Records drawn from a dataset.

// Copyright (c) 2024 The filedrop developers
// Licensed under the Apache License, Version 2.0
// <LICENSE-APACHE or
// http://www.apache.org/licenses/LICENSE-2.0> or the MIT
// license <LICENSE-MIT or http://opensource.org/licenses/MIT>,
// at your option. All files in the project carrying such
// notice may not be copied, modified, or distributed except
// according to those terms.

use std::fs::File;
use std::io;
use std::io::Cursor;
use std::io::Read;

/// Contains a prototype of a response.
///
/// The response is only sent to the client when you return the `Response` object from your
/// request handler. This means that you are free to create as many `Response` objects as you want.
pub struct Response {
    /// The status code to return to the user.
    pub status_code: u16,

    /// List of headers to be returned in the response.
    ///
    /// `Content-Length` is ignored from this list; the server computes it from the body.
    pub headers: Vec<(String, String)>,

    /// An opaque type that contains the body of the response.
    pub data: ResponseBody,
}

impl Response {
    /// Returns true if the status code of this `Response` indicates success.
    ///
    /// This is the range [200-399].
    ///
    /// # Example
    ///
    /// ```
    /// use filedrop::Response;
    /// let response = Response::text("hello world");
    /// assert!(response.success());
    /// ```
    #[inline]
    pub fn success(&self) -> bool {
        self.status_code >= 200 && self.status_code < 400
    }

    /// Builds a `Response` without a body and with the given status code.
    ///
    /// # Example
    ///
    /// ```
    /// use filedrop::Response;
    /// let response = Response::empty(200);
    /// assert!(response.headers.is_empty());
    /// ```
    #[inline]
    pub fn empty(status_code: u16) -> Response {
        Response {
            status_code,
            headers: vec![],
            data: ResponseBody::empty(),
        }
    }

    /// Builds a `Response` that outputs plain text.
    ///
    /// # Example
    ///
    /// ```
    /// use filedrop::Response;
    /// let response = Response::text("hello world");
    /// ```
    #[inline]
    pub fn text<S>(text: S) -> Response where S: Into<String> {
        Response {
            status_code: 200,
            headers: vec![("Content-Type".to_owned(), "text/plain; charset=utf-8".to_owned())],
            data: ResponseBody::from_string(text),
        }
    }

    /// Builds a `Response` that serves the content of a file with the given `Content-Type`.
    #[inline]
    pub fn from_file<C>(content_type: C, file: File) -> Response where C: Into<String> {
        Response {
            status_code: 200,
            headers: vec![("Content-Type".to_owned(), content_type.into())],
            data: ResponseBody::from_file(file),
        }
    }

    /// Changes the status code of the response.
    ///
    /// # Example
    ///
    /// ```
    /// use filedrop::Response;
    /// let response = Response::text("hello world").with_status_code(500);
    /// assert!(!response.success());
    /// ```
    #[inline]
    pub fn with_status_code(mut self, code: u16) -> Response {
        self.status_code = code;
        self
    }

    /// Adds or replaces a header in the response.
    ///
    /// Any existing header with the same name (compared case-insensitively) is removed first.
    pub fn with_unique_header<K, V>(mut self, header: K, value: V) -> Response
        where K: Into<String>, V: Into<String>
    {
        let header = header.into();
        self.headers.retain(|(k, _)| !k.eq_ignore_ascii_case(&header));
        self.headers.push((header, value.into()));
        self
    }

    /// Returns the value of a header of the response, if present.
    pub fn header(&self, key: &str) -> Option<&str> {
        self.headers.iter().find(|(k, _)| k.eq_ignore_ascii_case(key)).map(|(_, v)| &v[..])
    }
}

/// An opaque type that represents the body of a response.
///
/// You can't access the inside of this struct, but you can build one by using one of the provided
/// constructors.
pub struct ResponseBody {
    data: Box<dyn Read + Send>,
    data_length: Option<usize>,
}

impl ResponseBody {
    /// Extracts the content of the response, along with its length when it is known.
    #[inline]
    pub fn into_reader_and_size(self) -> (Box<dyn Read + Send>, Option<usize>) {
        (self.data, self.data_length)
    }

    /// Builds a `ResponseBody` that doesn't return any data.
    #[inline]
    pub fn empty() -> ResponseBody {
        ResponseBody {
            data: Box::new(io::empty()),
            data_length: Some(0),
        }
    }

    /// Builds a new `ResponseBody` that returns the given data.
    #[inline]
    pub fn from_data<D>(data: D) -> ResponseBody where D: Into<Vec<u8>> {
        let data = data.into();
        let len = data.len();

        ResponseBody {
            data: Box::new(Cursor::new(data)),
            data_length: Some(len),
        }
    }

    /// Builds a new `ResponseBody` that returns the content of the given file.
    #[inline]
    pub fn from_file(file: File) -> ResponseBody {
        let len = file.metadata().map(|metadata| metadata.len() as usize).ok();

        ResponseBody {
            data: Box::new(file),
            data_length: len,
        }
    }

    /// Builds a new `ResponseBody` that returns an UTF-8 string.
    #[inline]
    pub fn from_string<S>(data: S) -> ResponseBody where S: Into<String> {
        ResponseBody::from_data(data.into().into_bytes())
    }
}
impl<B: GfxBackend> Drop for GfxResourceManager<B> {
    fn drop(&mut self) {
        debug_assert!(
            self.destroyed || std::thread::panicking(),
            "GfxResourceManager dropped without calling destroy()"
        );
    }
}

// buffer
impl<B: GfxBackend> GfxResourceManager<B> {
    pub fn create_buffer(&mut self, desc: &GfxBufferDesc, name: &str) -> GfxResult<GfxBufferHandle> {
        let _span = tracy_client::span!("GfxResourceManager::create_buffer");
        if desc.size == 0 {
            return Err(GfxError::ArgumentOutOfRange {
                context: "buffer size must not be zero",
                offset: 0,
                size: 0,
                limit: 0,
            });
        }
        let resource = self.backend.create_buffer(desc, name)?;
        Ok(self.buffers.create(resource))
    }

    /// 创建之后立即上传初始数据，上传失败时 buffer 会被销毁
    pub fn create_buffer_with_data(&mut self, desc: &GfxBufferDesc, data: &[u8], name: &str) -> GfxResult<GfxBufferHandle> {
        let handle = self.create_buffer(desc, name)?;
        if let Err(e) = self.upload_buffer(handle, 0, data) {
            self.destroy_buffer(handle);
            return Err(e);
        }
        Ok(handle)
    }

    /// 句柄立即失效，native buffer 在最近 acquire 的提交完成后释放
    pub fn destroy_buffer(&mut self, handle: GfxBufferHandle) {
        debug_assert!(
            handle.is_empty() || handle != self.staging.buffer_handle(),
            "the staging buffer is owned by the staging ring"
        );
        if let Some(buffer) = self.buffers.destroy(handle) {
            self.deferred.push(&self.ring, GfxTeardown::Buffer(*buffer.buffer()), None);
        }
    }

    #[inline]
    pub fn get_buffer(&self, handle: GfxBufferHandle) -> Option<&GfxBufferResource> {
        self.buffers.get(handle)
    }

    /// 写入 buffer：host visible 直接写入映射内存，device local 通过 staging 上传
    pub fn upload_buffer(&mut self, handle: GfxBufferHandle, offset: vk::DeviceSize, data: &[u8]) -> GfxResult<()> {
        let _span = tracy_client::span!("GfxResourceManager::upload_buffer");
        resolve(&self.buffers, handle, "buffer")?.check_range(offset, data.len() as u64, "buffer upload")?;

        let (staging, mut ctx) = self.staging_parts();
        staging.buffer_sub_data(&mut ctx, handle, offset, data)
    }

    pub fn upload_buffer_pod<T: bytemuck::Pod>(
        &mut self,
        handle: GfxBufferHandle,
        offset: vk::DeviceSize,
        data: &[T],
    ) -> GfxResult<()> {
        self.upload_buffer(handle, offset, bytemuck::cast_slice(data))
    }

    /// 读取 buffer 的内容
    ///
    /// device local 的 buffer 会阻塞到拷贝完成；host visible 的 buffer 直接读取映射内存，
    /// 调用者需要自己保证 GPU 的写入已经完成。
    pub fn download_buffer(&mut self, handle: GfxBufferHandle, offset: vk::DeviceSize, out: &mut [u8]) -> GfxResult<()> {
        let _span = tracy_client::span!("GfxResourceManager::download_buffer");
        resolve(&self.buffers, handle, "buffer")?.check_range(offset, out.len() as u64, "buffer download")?;

        let (staging, mut ctx) = self.staging_parts();
        staging.get_buffer_sub_data(&mut ctx, handle, offset, out)
    }

    pub fn flush_mapped_memory(&self, handle: GfxBufferHandle, offset: vk::DeviceSize, size: vk::DeviceSize) -> GfxResult<()> {
        let buffer = resolve(&self.buffers, handle, "buffer")?;
        buffer.check_range(offset, size, "mapped memory flush")?;
        if !buffer.is_mapped() {
            return Err(GfxError::Backend(format!("buffer '{}' is not host visible", buffer.name())));
        }
        self.backend.flush_mapped(*buffer.buffer(), offset, size)
    }

    /// GPU 写入 host visible buffer 之后、host 读取之前调用
    pub fn invalidate_mapped_memory(
        &self,
        handle: GfxBufferHandle,
        offset: vk::DeviceSize,
        size: vk::DeviceSize,
    ) -> GfxResult<()> {
        let buffer = resolve(&self.buffers, handle, "buffer")?;
        buffer.check_range(offset, size, "mapped memory invalidate")?;
        if !buffer.is_mapped() {
            return Err(GfxError::Backend(format!("buffer '{}' is not host visible", buffer.name())));
        }
        self.backend.invalidate_mapped(*buffer.buffer(), offset, size)
    }
}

WHAT TO WORK ON. Identify each line in the records above containing the word "Cursor"; copy those lines.

RESPONSE AREA.
use std::io::Cursor;
            data: Box::new(Cursor::new(data)),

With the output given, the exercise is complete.